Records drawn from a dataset

^^^^

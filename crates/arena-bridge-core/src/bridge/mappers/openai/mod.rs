//! OpenAI ⇄ arena mapping.

pub mod collector;
pub mod request;
pub mod session;
pub mod streaming;

#[cfg(test)]
mod tests;

pub use collector::{build_completion, collect_events, error_body, Collected};
pub use request::{translate_request, TranslationPolicy};
pub use session::{resolve_session, ResolvedSession};
pub use streaming::{create_openai_sse_stream, SseStream};
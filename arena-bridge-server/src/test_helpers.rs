//! Test helpers for arena-bridge-server unit tests.

use tempfile::TempDir;

use arena_bridge_core::bridge::AppState;
use arena_bridge_core::modules::config::ConfigStore;

/// Create an `AppState` backed by an empty data directory.
///
/// Returns `(AppState, TempDir)`; keep `TempDir` alive for the test duration.
pub fn test_app_state() -> (AppState, TempDir) {
    let temp_dir = TempDir::new().expect("failed to create temp dir");
    let state = AppState::new(ConfigStore::load(temp_dir.path())).expect("failed to create test AppState");
    (state, temp_dir)
}
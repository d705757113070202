//! Idle supervision of the agent link.
//!
//! When idle restarts are enabled and no chat request arrived for longer than
//! the configured timeout, the agent is told to reconnect and the current link
//! is dropped. The agent's fresh connection then starts from a clean page.

use std::sync::Arc;
use std::time::{Duration, Instant};

use arena_bridge_types::protocol::Command;
use parking_lot::Mutex;
use tokio::task::JoinHandle;

use crate::bridge::link::LinkRegistry;
use crate::modules::config::ConfigStore;

/// Default interval between idle checks.
pub const IDLE_CHECK_INTERVAL: Duration = Duration::from_secs(10);

/// Last time the API was used.
#[derive(Debug)]
pub struct ActivityTracker {
    last: Mutex<Instant>,
}

impl Default for ActivityTracker {
    fn default() -> Self {
        Self::new()
    }
}

impl ActivityTracker {
    pub fn new() -> Self {
        Self { last: Mutex::new(Instant::now()) }
    }

    pub fn touch(&self) {
        *self.last.lock() = Instant::now();
    }

    pub fn idle_for(&self) -> Duration {
        self.last.lock().elapsed()
    }
}

/// Periodic idle check.
pub struct IdleSupervisor {
    registry: Arc<LinkRegistry>,
    activity: Arc<ActivityTracker>,
    config: ConfigStore,
    interval: Duration,
}

impl IdleSupervisor {
    pub fn new(registry: Arc<LinkRegistry>, activity: Arc<ActivityTracker>, config: ConfigStore) -> Self {
        Self { registry, activity, config, interval: IDLE_CHECK_INTERVAL }
    }

    pub fn with_interval(mut self, interval: Duration) -> Self {
        self.interval = interval;
        self
    }

    /// Run one check. Returns `true` if the link was recycled.
    pub fn check(&self) -> bool {
        let Some(timeout_secs) = self.config.current().idle_timeout_secs() else {
            return false;
        };
        let idle = self.activity.idle_for();
        if idle <= Duration::from_secs(timeout_secs) {
            return false;
        }

        tracing::info!("Idle for {}s (limit {}s), recycling the agent link", idle.as_secs(), timeout_secs);
        self.activity.touch();

        let Ok(link) = self.registry.current_link() else {
            tracing::debug!("No agent link to recycle");
            return false;
        };
        if let Err(e) = self.registry.send_command(Command::Reconnect) {
            tracing::warn!("Failed to send reconnect command: {}", e);
        }
        self.registry.detach(link.id())
    }

    /// Run checks forever on the current runtime.
    pub fn spawn(self) -> JoinHandle<()> {
        tokio::spawn(async move {
            tracing::info!("Idle supervisor started (interval {:?})", self.interval);
            let mut ticker = tokio::time::interval(self.interval);
            ticker.tick().await;
            loop {
                ticker.tick().await;
                self.check();
            }
        })
    }
}

#[cfg(test)]
#[allow(clippy::unwrap_used)]
mod tests {
    use super::*;
    use arena_bridge_types::protocol::OutboundFrame;
    use arena_bridge_types::{BridgeConfig, EndpointTable, ModelTable};
    use tokio::sync::mpsc;

    fn store(enabled: bool, timeout: i64) -> ConfigStore {
        ConfigStore::fixed(
            BridgeConfig {
                enable_idle_restart: enabled,
                idle_restart_timeout_seconds: timeout,
                ..Default::default()
            },
            ModelTable::default(),
            EndpointTable::default(),
        )
    }

    #[tokio::test]
    async fn test_idle_link_is_recycled() {
        let registry = Arc::new(LinkRegistry::new());
        let (tx, mut rx) = mpsc::unbounded_channel();
        registry.attach(tx);
        let _inbox = registry.register("req").unwrap();

        let activity = Arc::new(ActivityTracker::new());
        let supervisor = IdleSupervisor::new(Arc::clone(&registry), Arc::clone(&activity), store(true, 0));
        tokio::time::sleep(Duration::from_millis(20)).await;

        assert!(supervisor.check());
        assert_eq!(rx.recv().await, Some(OutboundFrame::Command { command: Command::Reconnect }));
        assert!(!registry.is_connected());
        assert_eq!(registry.pending_count(), 0);
        assert!(activity.idle_for() < Duration::from_secs(1));
    }

    #[tokio::test]
    async fn test_disabled_or_active_does_nothing() {
        let registry = Arc::new(LinkRegistry::new());
        let (tx, _rx) = mpsc::unbounded_channel();
        registry.attach(tx);
        let activity = Arc::new(ActivityTracker::new());

        let disabled = IdleSupervisor::new(Arc::clone(&registry), Arc::clone(&activity), store(false, 0));
        let minus_one = IdleSupervisor::new(Arc::clone(&registry), Arc::clone(&activity), store(true, -1));
        let fresh = IdleSupervisor::new(Arc::clone(&registry), Arc::clone(&activity), store(true, 300));

        assert!(!disabled.check());
        assert!(!minus_one.check());
        assert!(!fresh.check());
        assert!(registry.is_connected());
    }
}
//! Single-link registry and request correlator.
//!
//! Exactly one agent link is active at a time. Every in-flight API request
//! owns an inbox keyed by its request id; the WebSocket receive loop pushes
//! fragments into those inboxes via [`LinkRegistry::dispatch`].

use std::sync::atomic::{AtomicBool, AtomicU64, Ordering};
use std::sync::Arc;
use std::time::Instant;

use arena_bridge_types::protocol::{Command, ConversationPayload, OutboundFrame};
use arena_bridge_types::BridgeError;
use dashmap::DashMap;
use parking_lot::Mutex;
use tokio::sync::mpsc;

use super::fragment::Fragment;
use super::inbox::Inbox;
use crate::bridge::common::short_id;

/// Generation number of an attached link.
pub type LinkId = u64;

/// Outcome of [`VerificationGate::begin_verification`].
#[derive(Debug, Clone, Copy, PartialEq, Eq)]
pub enum VerificationStart {
    /// This caller flipped the flag and a `refresh` was sent
    Initiated,
    /// A verification refresh is already in progress
    AlreadyAwaiting,
}

/// Reaction to a human-verification page, shared by all decoders.
pub trait VerificationGate: Send + Sync {
    fn begin_verification(&self) -> VerificationStart;
}

/// Sending half of the active link.
#[derive(Debug, Clone)]
pub struct LinkHandle {
    id: LinkId,
    sender: mpsc::UnboundedSender<OutboundFrame>,
}

impl LinkHandle {
    pub fn id(&self) -> LinkId {
        self.id
    }

    /// Queue a frame for the link writer.
    pub fn send(&self, frame: OutboundFrame) -> Result<(), BridgeError> {
        self.sender.send(frame).map_err(|_| BridgeError::LinkDisconnected)
    }
}

struct PendingRequest {
    serial: u64,
    sender: mpsc::UnboundedSender<Fragment>,
    created_at: Instant,
}

/// Owner of the agent link and of all pending request inboxes.
pub struct LinkRegistry {
    link: Mutex<Option<LinkHandle>>,
    next_link_id: AtomicU64,
    next_serial: AtomicU64,
    pending: DashMap<String, PendingRequest>,
    awaiting_verification: AtomicBool,
}

impl Default for LinkRegistry {
    fn default() -> Self {
        Self::new()
    }
}

impl LinkRegistry {
    pub fn new() -> Self {
        Self {
            link: Mutex::new(None),
            next_link_id: AtomicU64::new(1),
            next_serial: AtomicU64::new(1),
            pending: DashMap::new(),
            awaiting_verification: AtomicBool::new(false),
        }
    }

    /// Install a new link, superseding any previous one.
    ///
    /// Requests bound to the old link fail with [`BridgeError::LinkSuperseded`].
    /// A fresh connection also ends any verification wait.
    pub fn attach(&self, sender: mpsc::UnboundedSender<OutboundFrame>) -> LinkId {
        let id = self.next_link_id.fetch_add(1, Ordering::SeqCst);
        let mut slot = self.link.lock();

        if let Some(old) = slot.replace(LinkHandle { id, sender }) {
            tracing::warn!("New agent connection (link {}) supersedes link {}", id, old.id);
            let failed = self.fail_all_pending(&BridgeError::LinkSuperseded);
            if failed > 0 {
                tracing::warn!("Failed {} pending requests of superseded link {}", failed, old.id);
            }
        }

        if self.awaiting_verification.swap(false, Ordering::SeqCst) {
            tracing::info!("Agent reconnected, verification wait cleared");
        }
        tracing::info!("Agent link {} attached", id);
        id
    }

    /// Remove the link if it is still the active one. Stale ids are ignored so
    /// a late disconnect of a superseded socket cannot tear down its successor.
    pub fn detach(&self, link_id: LinkId) -> bool {
        let mut slot = self.link.lock();
        if slot.as_ref().map(LinkHandle::id) != Some(link_id) {
            tracing::debug!("Ignoring detach of stale link {}", link_id);
            return false;
        }
        *slot = None;

        let failed = self.fail_all_pending(&BridgeError::LinkDisconnected);
        tracing::warn!("Agent link {} detached, {} pending requests failed", link_id, failed);
        true
    }

    /// Create the inbox for a new request.
    pub fn register(self: &Arc<Self>, request_id: &str) -> Result<Inbox, BridgeError> {
        use dashmap::mapref::entry::Entry;

        let (sender, receiver) = mpsc::unbounded_channel();
        let serial = self.next_serial.fetch_add(1, Ordering::Relaxed);

        match self.pending.entry(request_id.to_string()) {
            Entry::Occupied(_) => {
                return Err(BridgeError::DuplicateRequestId { request_id: request_id.to_string() })
            },
            Entry::Vacant(slot) => {
                slot.insert(PendingRequest { serial, sender, created_at: Instant::now() });
            },
        }

        tracing::debug!("[{}] Inbox registered", short_id(request_id));
        Ok(Inbox::new(request_id.to_string(), serial, receiver, Arc::clone(self)))
    }

    /// Route a fragment to its request. Returns `false` for orphaned fragments.
    pub fn dispatch(&self, request_id: &str, fragment: Fragment) -> bool {
        let Some(pending) = self.pending.get(request_id) else {
            tracing::warn!("[{}] Orphaned fragment for unknown or closed request", short_id(request_id));
            return false;
        };
        pending.sender.send(fragment).is_ok()
    }

    /// Remove a request. Idempotent.
    pub fn release(&self, request_id: &str) -> bool {
        match self.pending.remove(request_id) {
            Some((_, pending)) => {
                tracing::debug!(
                    "[{}] Inbox released after {:?}",
                    short_id(request_id),
                    pending.created_at.elapsed()
                );
                true
            },
            None => false,
        }
    }

    /// Release on inbox drop, unless the id was already reused by a newer inbox.
    pub(super) fn release_if_current(&self, request_id: &str, serial: u64) {
        if self.pending.remove_if(request_id, |_, p| p.serial == serial).is_some() {
            tracing::debug!("[{}] Inbox dropped by caller", short_id(request_id));
        }
    }

    /// The active link, or `TransportUnavailable` when none is attached.
    pub fn current_link(&self) -> Result<LinkHandle, BridgeError> {
        self.link.lock().clone().ok_or_else(|| BridgeError::TransportUnavailable {
            awaiting_verification: self.is_awaiting_verification(),
        })
    }

    pub fn is_connected(&self) -> bool {
        self.link.lock().is_some()
    }

    pub fn send_payload(&self, request_id: &str, payload: ConversationPayload) -> Result<(), BridgeError> {
        let link = self.current_link()?;
        link.send(OutboundFrame::Payload { request_id: request_id.to_string(), payload })?;
        tracing::info!("[{}] Payload sent on link {}", short_id(request_id), link.id());
        Ok(())
    }

    pub fn send_command(&self, command: Command) -> Result<(), BridgeError> {
        let link = self.current_link()?;
        link.send(OutboundFrame::Command { command })?;
        tracing::info!("Command '{}' sent on link {}", command, link.id());
        Ok(())
    }

    pub fn is_awaiting_verification(&self) -> bool {
        self.awaiting_verification.load(Ordering::SeqCst)
    }

    pub fn pending_count(&self) -> usize {
        self.pending.len()
    }

    fn fail_all_pending(&self, error: &BridgeError) -> usize {
        let mut failed = 0;
        self.pending.retain(|_, pending| {
            if pending.sender.send(Fragment::Aborted(error.clone())).is_ok() {
                failed += 1;
            }
            false
        });
        failed
    }
}

impl VerificationGate for LinkRegistry {
    fn begin_verification(&self) -> VerificationStart {
        if self
            .awaiting_verification
            .compare_exchange(false, true, Ordering::SeqCst, Ordering::SeqCst)
            .is_err()
        {
            return VerificationStart::AlreadyAwaiting;
        }

        tracing::warn!("Human verification detected, asking the agent to refresh");
        if let Err(e) = self.send_command(Command::Refresh) {
            tracing::warn!("Could not send refresh command: {}", e);
        }
        VerificationStart::Initiated
    }
}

^^^^

* _YOUR INSTRUCTIONS_
The required output is the lines from the one holding "none is attached." through the last line of the entries above, copied exactly.

* _ANSWER FOR THE TASK_
    /// The active link, or `TransportUnavailable` when none is attached.
    pub fn current_link(&self) -> Result<LinkHandle, BridgeError> {
        self.link.lock().clone().ok_or_else(|| BridgeError::TransportUnavailable {
            awaiting_verification: self.is_awaiting_verification(),
        })
    }

    pub fn is_connected(&self) -> bool {
        self.link.lock().is_some()
    }

    pub fn send_payload(&self, request_id: &str, payload: ConversationPayload) -> Result<(), BridgeError> {
        let link = self.current_link()?;
        link.send(OutboundFrame::Payload { request_id: request_id.to_string(), payload })?;
        tracing::info!("[{}] Payload sent on link {}", short_id(request_id), link.id());
        Ok(())
    }

    pub fn send_command(&self, command: Command) -> Result<(), BridgeError> {
        let link = self.current_link()?;
        link.send(OutboundFrame::Command { command })?;
        tracing::info!("Command '{}' sent on link {}", command, link.id());
        Ok(())
    }

    pub fn is_awaiting_verification(&self) -> bool {
        self.awaiting_verification.load(Ordering::SeqCst)
    }

    pub fn pending_count(&self) -> usize {
        self.pending.len()
    }

    fn fail_all_pending(&self, error: &BridgeError) -> usize {
        let mut failed = 0;
        self.pending.retain(|_, pending| {
            if pending.sender.send(Fragment::Aborted(error.clone())).is_ok() {
                failed += 1;
            }
            false
        });
        failed
    }
}

impl VerificationGate for LinkRegistry {
    fn begin_verification(&self) -> VerificationStart {
        if self
            .awaiting_verification
            .compare_exchange(false, true, Ordering::SeqCst, Ordering::SeqCst)
            .is_err()
        {
            return VerificationStart::AlreadyAwaiting;
        }

        tracing::warn!("Human verification detected, asking the agent to refresh");
        if let Err(e) = self.send_command(Command::Refresh) {
            tracing::warn!("Could not send refresh command: {}", e);
        }
        VerificationStart::Initiated
    }
}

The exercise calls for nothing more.